EXERCISE DIRECTIONS:
When you reach the entries, transcribe each one exactly.

[Data items]
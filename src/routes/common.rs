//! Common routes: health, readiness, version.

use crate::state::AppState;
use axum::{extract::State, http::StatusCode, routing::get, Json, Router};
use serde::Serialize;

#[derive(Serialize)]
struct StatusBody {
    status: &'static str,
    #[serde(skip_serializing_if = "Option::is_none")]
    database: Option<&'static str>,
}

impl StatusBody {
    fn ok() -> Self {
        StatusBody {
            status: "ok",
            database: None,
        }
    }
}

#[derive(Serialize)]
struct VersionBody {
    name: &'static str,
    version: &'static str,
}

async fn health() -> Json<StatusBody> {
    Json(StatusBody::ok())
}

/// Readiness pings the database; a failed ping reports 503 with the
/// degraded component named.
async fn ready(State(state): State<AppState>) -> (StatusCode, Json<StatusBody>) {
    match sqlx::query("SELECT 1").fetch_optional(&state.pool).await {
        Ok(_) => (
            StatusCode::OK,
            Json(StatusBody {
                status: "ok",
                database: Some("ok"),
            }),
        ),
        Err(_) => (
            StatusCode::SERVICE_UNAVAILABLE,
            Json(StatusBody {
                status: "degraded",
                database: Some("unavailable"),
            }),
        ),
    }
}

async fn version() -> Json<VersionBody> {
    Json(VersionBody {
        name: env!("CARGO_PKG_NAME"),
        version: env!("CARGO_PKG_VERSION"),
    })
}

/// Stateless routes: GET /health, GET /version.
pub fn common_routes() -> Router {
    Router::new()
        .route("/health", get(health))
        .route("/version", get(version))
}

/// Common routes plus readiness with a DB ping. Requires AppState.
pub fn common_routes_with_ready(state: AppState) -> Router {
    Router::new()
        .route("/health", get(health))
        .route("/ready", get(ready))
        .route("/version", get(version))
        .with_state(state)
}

SOLUTION TO THIS TASK:
filename src/routes/common.rs
//! Common routes: health, readiness, version.

use crate::state::AppState;
use axum::{extract::State, http::StatusCode, routing::get, Json, Router};
use serde::Serialize;

#[derive(Serialize)]
struct StatusBody {
    status: &'static str,
    #[serde(skip_serializing_if = "Option::is_none")]
    database: Option<&'static str>,
}

impl StatusBody {
    fn ok() -> Self {
        StatusBody {
            status: "ok",
            database: None,
        }
    }
}

#[derive(Serialize)]
struct VersionBody {
    name: &'static str,
    version: &'static str,
}

async fn health() -> Json<StatusBody> {
    Json(StatusBody::ok())
}

/// Readiness pings the database; a failed ping reports 503 with the
/// degraded component named.
async fn ready(State(state): State<AppState>) -> (StatusCode, Json<StatusBody>) {
    match sqlx::query("SELECT 1").fetch_optional(&state.pool).await {
        Ok(_) => (
            StatusCode::OK,
            Json(StatusBody {
                status: "ok",
                database: Some("ok"),
            }),
        ),
        Err(_) => (
            StatusCode::SERVICE_UNAVAILABLE,
            Json(StatusBody {
                status: "degraded",
                database: Some("unavailable"),
            }),
        ),
    }
}

async fn version() -> Json<VersionBody> {
    Json(VersionBody {
        name: env!("CARGO_PKG_NAME"),
        version: env!("CARGO_PKG_VERSION"),
    })
}

/// Stateless routes: GET /health, GET /version.
pub fn common_routes() -> Router {
    Router::new()
        .route("/health", get(health))
        .route("/version", get(version))
}

/// Common routes plus readiness with a DB ping. Requires AppState.
pub fn common_routes_with_ready(state: AppState) -> Router {
    Router::new()
        .route("/health", get(health))
        .route("/ready", get(ready))
        .route("/version", get(version))
        .with_state(state)
}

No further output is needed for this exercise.